К их столу подошел Лаптев, шепнул что-то сочинителю на ухо и сунул ему в карман какой-то сверток.
— Новые труселя? — догадалась Джей.
— Они самые, — ответил Луцык.
— Покажи хоть. Похвастайся обновкой.
— Позже. Если будешь себя хорошо вести.
— Ну ради такого буду просто паинькой.
Самый быстрый в Маяковке ослик по кличке Скороход выглядел, мягко говоря, странно. Он был весь покрыт длинной коричневой шерстью, свисающей до самой земли, и напоминал ожившую мочалку.
— Какой-то осел-растаман, — охарактеризовал Кабан. — Дреды длиннее, чем у Децла.
— Как бы хорошо он смотрелся на обложке какой-нибудь регги-группы, — ухмыльнулся Луцык. — Пятак, а это точно самый быстроногий осел?
— Он самый, — подтвердил коммунар.
— Что-то выглядит он как-то непрезентабельно.
— Зато бегает шустро и очень выносливый.
— А другие ослы почему выглядят по-другому?

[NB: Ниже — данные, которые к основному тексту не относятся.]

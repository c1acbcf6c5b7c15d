//! Type-safe logging macros using Code types with Display support for context values

/// Log error with Code type
#[macro_export]
macro_rules! log_error {
    ($code:expr, $message:expr) => {
        $crate::logging::log_with_context(
            $crate::logging::LogEvent::error($code, $message),
            None,
            vec![],
        )
    };

    ($code:expr, $message:expr, span = $span:expr) => {
        $crate::logging::log_with_context(
            $crate::logging::LogEvent::error($code, $message),
            Some($span),
            vec![],
        )
    };

    ($code:expr, $message:expr, $($key:expr => $value:expr),+) => {
        {
            let context_strings: Vec<(&str, String)> = vec![$(($key, format!("{}", $value))),+];
            $crate::logging::log_with_context(
                $crate::logging::LogEvent::error($code, $message),
                None,
                context_strings,
            )
        }
    };
}

/// Log warning with Code type
#[macro_export]
macro_rules! log_warning {
    ($code:expr, $message:expr) => {
        $crate::logging::log_with_context(
            $crate::logging::LogEvent::warning_with_code($code, $message),
            None,
            vec![],
        )
    };

    ($code:expr, $message:expr, span = $span:expr, $($key:expr => $value:expr),+) => {
        {
            let context_strings: Vec<(&str, String)> = vec![$(($key, format!("{}", $value))),+];
            $crate::logging::log_with_context(
                $crate::logging::LogEvent::warning_with_code($code, $message),
                Some($span),
                context_strings,
            )
        }
    };

    ($code:expr, $message:expr, $($key:expr => $value:expr),+) => {
        {
            let context_strings: Vec<(&str, String)> = vec![$(($key, format!("{}", $value))),+];
            $crate::logging::log_with_context(
                $crate::logging::LogEvent::warning_with_code($code, $message),
                None,
                context_strings,
            )
        }
    };
}

/// Log success with Code type
#[macro_export]
macro_rules! log_success {
    ($code:expr, $message:expr) => {
        $crate::logging::log_with_context(
            $crate::logging::LogEvent::success($code, $message),
            None,
            vec![],
        )
    };

    ($code:expr, $message:expr, $($key:expr => $value:expr),+) => {
        {
            let context_strings: Vec<(&str, String)> = vec![$(($key, format!("{}", $value))),+];
            $crate::logging::log_with_context(
                $crate::logging::LogEvent::success($code, $message),
                None,
                context_strings,
            )
        }
    };
}

/// Log informational message
#[macro_export]
macro_rules! log_info {
    ($message:expr) => {
        $crate::logging::log_with_context($crate::logging::LogEvent::info($message), None, vec![])
    };

    ($message:expr, $($key:expr => $value:expr),+) => {
        {
            let context_strings: Vec<(&str, String)> = vec![$(($key, format!("{}", $value))),+];
            $crate::logging::log_with_context(
                $crate::logging::LogEvent::info($message),
                None,
                context_strings,
            )
        }
    };
}

/// Log debug message; context is only formatted when debug output is enabled
#[macro_export]
macro_rules! log_debug {
    ($message:expr) => {
        if $crate::logging::is_level_enabled($crate::logging::LogLevel::Debug) {
            $crate::logging::log_with_context(
                $crate::logging::LogEvent::debug($message),
                None,
                vec![],
            )
        }
    };

    ($message:expr, $($key:expr => $value:expr),+) => {
        if $crate::logging::is_level_enabled($crate::logging::LogLevel::Debug) {
            let context_strings: Vec<(&str, String)> = vec![$(($key, format!("{}", $value))),+];
            $crate::logging::log_with_context(
                $crate::logging::LogEvent::debug($message),
                None,
                context_strings,
            )
        }
    };
}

— А я знаю? Наверное, таким уродился.
— Вообще странно, что у вас так мало информации о планете. Даже о своих соседях мало что знаете…
— Ну извините, что так получилось, товарищи земляне! Мы народ темный!
— Ладно, не заводись. Я же просто так спросил.
— Просто так он спросил, — пробурчал Пятак и начал поправлять упряжь.
— Ну прости, прости, я не хотел тебя обидеть.
— Да ладно… Устал я просто…
Подошли два здоровых бугая, погрузили в телегу с ослом три мешка зерна и какой-то бурдюк.
— Слушай, Пятак, если будет возможность ножик перочинный у фирмачей выменять, ты устрой, — сказал один из них. — Я в долгу не останусь. Хочу сынишке подарить на десятилетие.
— И на что я его выменяю?
— В бурдюке самогонки почти восемь литров.
— А я что получу?
— Сказал же, в долгу не останусь.
— Ладно, поглядим, — Пятак обвел взглядом новоприбывших. — Ну все, погнали!